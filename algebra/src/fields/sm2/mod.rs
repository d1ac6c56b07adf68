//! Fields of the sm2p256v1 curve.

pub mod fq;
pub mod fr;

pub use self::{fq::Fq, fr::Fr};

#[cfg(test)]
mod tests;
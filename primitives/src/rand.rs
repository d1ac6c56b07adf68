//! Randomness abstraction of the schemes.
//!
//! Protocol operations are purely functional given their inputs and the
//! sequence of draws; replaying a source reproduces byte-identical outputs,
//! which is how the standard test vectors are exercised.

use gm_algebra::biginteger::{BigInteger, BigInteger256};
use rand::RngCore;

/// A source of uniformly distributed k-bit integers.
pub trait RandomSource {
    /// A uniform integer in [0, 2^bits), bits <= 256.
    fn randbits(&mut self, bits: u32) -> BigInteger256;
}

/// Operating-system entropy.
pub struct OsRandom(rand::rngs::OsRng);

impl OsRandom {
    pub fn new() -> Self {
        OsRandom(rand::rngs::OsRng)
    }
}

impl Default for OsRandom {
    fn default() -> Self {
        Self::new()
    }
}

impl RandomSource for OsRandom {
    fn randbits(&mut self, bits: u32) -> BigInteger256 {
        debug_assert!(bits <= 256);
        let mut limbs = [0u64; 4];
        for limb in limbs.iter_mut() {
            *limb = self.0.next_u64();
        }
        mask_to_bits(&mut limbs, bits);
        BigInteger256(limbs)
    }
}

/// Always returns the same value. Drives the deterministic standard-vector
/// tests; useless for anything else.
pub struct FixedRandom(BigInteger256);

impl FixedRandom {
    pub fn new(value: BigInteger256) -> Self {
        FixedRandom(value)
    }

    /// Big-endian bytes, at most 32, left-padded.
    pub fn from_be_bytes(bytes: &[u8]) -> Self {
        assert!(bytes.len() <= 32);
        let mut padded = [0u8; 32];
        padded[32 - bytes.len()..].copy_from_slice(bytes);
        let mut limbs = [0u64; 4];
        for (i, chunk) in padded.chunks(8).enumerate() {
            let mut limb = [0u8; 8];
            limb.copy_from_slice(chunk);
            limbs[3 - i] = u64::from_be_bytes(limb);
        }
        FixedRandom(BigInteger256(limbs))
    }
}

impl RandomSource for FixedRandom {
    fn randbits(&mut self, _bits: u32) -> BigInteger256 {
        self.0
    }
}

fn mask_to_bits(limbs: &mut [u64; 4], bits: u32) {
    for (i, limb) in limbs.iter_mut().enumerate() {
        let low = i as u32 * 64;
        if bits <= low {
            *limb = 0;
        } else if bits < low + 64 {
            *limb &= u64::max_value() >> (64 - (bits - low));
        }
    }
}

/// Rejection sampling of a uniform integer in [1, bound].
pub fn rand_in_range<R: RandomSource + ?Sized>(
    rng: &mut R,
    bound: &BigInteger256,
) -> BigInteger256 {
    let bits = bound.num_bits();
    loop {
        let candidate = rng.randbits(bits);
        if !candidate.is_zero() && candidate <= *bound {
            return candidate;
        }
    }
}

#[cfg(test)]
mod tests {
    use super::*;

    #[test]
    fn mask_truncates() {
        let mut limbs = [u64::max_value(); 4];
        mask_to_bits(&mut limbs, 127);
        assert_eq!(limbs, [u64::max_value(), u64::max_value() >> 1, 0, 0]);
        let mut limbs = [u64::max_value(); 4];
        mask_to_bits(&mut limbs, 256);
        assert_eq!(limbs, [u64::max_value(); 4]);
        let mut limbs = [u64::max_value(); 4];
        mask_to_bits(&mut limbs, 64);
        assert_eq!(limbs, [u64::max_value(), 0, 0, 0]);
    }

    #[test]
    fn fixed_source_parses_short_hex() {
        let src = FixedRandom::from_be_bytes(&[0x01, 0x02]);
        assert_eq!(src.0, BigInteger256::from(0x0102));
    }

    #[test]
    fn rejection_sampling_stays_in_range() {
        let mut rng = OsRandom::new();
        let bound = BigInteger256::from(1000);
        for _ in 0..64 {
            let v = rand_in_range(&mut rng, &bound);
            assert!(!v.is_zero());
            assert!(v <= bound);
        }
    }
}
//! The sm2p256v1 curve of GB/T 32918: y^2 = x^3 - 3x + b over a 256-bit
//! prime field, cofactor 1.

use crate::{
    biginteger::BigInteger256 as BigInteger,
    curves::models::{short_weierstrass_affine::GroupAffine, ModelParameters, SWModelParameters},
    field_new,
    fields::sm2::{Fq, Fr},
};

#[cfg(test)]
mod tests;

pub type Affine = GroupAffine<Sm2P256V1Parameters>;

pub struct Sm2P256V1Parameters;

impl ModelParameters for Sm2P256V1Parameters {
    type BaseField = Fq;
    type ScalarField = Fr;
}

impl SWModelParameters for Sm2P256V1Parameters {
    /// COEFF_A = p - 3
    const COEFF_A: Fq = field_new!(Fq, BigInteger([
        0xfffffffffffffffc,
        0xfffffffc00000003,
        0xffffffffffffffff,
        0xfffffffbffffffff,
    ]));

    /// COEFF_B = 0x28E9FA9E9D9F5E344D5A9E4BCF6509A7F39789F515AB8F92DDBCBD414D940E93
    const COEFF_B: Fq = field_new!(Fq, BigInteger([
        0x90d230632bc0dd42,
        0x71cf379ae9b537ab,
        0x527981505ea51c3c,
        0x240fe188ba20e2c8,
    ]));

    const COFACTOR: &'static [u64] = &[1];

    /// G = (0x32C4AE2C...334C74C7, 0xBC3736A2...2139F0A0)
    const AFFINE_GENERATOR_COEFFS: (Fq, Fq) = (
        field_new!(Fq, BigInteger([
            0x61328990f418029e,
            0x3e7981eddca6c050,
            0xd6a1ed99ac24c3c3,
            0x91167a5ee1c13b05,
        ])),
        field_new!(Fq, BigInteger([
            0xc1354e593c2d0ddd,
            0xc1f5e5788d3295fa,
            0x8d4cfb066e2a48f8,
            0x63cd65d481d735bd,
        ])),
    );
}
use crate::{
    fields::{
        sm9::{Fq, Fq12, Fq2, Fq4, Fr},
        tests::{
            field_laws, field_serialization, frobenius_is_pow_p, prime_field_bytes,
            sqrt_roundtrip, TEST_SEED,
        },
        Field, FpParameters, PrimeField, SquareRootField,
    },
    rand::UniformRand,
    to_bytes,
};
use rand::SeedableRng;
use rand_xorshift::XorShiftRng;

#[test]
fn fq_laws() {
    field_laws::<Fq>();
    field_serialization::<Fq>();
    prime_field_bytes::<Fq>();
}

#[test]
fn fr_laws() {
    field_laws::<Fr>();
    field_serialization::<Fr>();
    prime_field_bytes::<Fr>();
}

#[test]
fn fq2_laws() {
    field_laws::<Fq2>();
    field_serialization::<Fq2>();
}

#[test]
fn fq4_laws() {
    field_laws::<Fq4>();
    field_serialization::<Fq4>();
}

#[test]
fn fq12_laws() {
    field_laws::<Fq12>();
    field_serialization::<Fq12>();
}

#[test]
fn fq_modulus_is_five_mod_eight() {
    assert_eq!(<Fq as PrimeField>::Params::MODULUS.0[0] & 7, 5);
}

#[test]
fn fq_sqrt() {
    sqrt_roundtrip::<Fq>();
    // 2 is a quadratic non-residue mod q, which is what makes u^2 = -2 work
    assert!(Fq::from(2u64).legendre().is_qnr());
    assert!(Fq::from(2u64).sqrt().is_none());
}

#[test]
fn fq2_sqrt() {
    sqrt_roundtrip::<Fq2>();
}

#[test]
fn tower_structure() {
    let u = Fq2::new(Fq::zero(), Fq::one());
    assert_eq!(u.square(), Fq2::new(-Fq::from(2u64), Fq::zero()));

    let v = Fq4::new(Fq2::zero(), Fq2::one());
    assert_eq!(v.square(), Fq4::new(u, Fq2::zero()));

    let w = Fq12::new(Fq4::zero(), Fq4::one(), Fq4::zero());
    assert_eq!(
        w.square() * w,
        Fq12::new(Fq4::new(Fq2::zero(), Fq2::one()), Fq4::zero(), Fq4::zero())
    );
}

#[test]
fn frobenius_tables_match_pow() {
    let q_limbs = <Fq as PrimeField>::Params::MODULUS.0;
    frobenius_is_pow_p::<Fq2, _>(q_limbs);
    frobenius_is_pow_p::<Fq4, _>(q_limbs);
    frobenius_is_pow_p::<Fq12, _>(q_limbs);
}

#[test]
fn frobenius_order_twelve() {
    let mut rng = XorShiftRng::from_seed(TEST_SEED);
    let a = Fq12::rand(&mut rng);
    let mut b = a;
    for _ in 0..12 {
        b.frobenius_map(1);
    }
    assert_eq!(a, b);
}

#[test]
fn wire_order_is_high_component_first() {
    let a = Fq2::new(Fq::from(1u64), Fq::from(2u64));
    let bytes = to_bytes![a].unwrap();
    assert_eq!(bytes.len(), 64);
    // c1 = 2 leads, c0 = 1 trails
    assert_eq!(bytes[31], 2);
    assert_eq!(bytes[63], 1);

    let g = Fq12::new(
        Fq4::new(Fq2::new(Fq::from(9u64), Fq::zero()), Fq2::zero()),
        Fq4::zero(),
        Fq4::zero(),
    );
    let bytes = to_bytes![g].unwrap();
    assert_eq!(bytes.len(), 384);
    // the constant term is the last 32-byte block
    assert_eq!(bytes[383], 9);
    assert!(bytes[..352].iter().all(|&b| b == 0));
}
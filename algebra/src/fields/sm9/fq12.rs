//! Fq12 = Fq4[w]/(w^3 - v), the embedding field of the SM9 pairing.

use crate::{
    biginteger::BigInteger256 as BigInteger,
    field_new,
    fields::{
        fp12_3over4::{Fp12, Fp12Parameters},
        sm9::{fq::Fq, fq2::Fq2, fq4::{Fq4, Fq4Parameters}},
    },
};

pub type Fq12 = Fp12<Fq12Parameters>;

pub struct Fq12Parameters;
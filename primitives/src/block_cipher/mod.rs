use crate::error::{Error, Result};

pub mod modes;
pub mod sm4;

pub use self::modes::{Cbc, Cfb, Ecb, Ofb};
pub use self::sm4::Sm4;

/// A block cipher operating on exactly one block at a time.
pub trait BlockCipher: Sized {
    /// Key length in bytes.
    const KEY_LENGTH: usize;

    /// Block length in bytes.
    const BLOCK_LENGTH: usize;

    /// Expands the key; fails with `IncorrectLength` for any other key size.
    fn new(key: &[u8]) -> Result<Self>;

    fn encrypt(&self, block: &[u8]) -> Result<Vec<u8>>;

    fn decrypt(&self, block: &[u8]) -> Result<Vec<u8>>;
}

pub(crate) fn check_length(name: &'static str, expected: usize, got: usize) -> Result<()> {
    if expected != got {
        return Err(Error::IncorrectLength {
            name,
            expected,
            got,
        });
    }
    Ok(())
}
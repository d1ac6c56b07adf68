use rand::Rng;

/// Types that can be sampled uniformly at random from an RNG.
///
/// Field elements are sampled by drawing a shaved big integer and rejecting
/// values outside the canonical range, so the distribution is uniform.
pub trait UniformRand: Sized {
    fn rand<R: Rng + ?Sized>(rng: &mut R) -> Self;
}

--------------------------------

### WORK TO COMPLETE
From the line holding "const BLOCK_LENGTH: usize;" to the last line of the entries above, restate each line exactly; include both ends and omit everything else.

### RESPONSE AREA
    const BLOCK_LENGTH: usize;

    /// Expands the key; fails with `IncorrectLength` for any other key size.
    fn new(key: &[u8]) -> Result<Self>;

    fn encrypt(&self, block: &[u8]) -> Result<Vec<u8>>;

    fn decrypt(&self, block: &[u8]) -> Result<Vec<u8>>;
}

pub(crate) fn check_length(name: &'static str, expected: usize, got: usize) -> Result<()> {
    if expected != got {
        return Err(Error::IncorrectLength {
            name,
            expected,
            got,
        });
    }
    Ok(())
}
repository d1ac6c56b07adf68
use rand::Rng;

/// Types that can be sampled uniformly at random from an RNG.
///
/// Field elements are sampled by drawing a shaved big integer and rejecting
/// values outside the canonical range, so the distribution is uniform.
pub trait UniformRand: Sized {
    fn rand<R: Rng + ?Sized>(rng: &mut R) -> Self;
}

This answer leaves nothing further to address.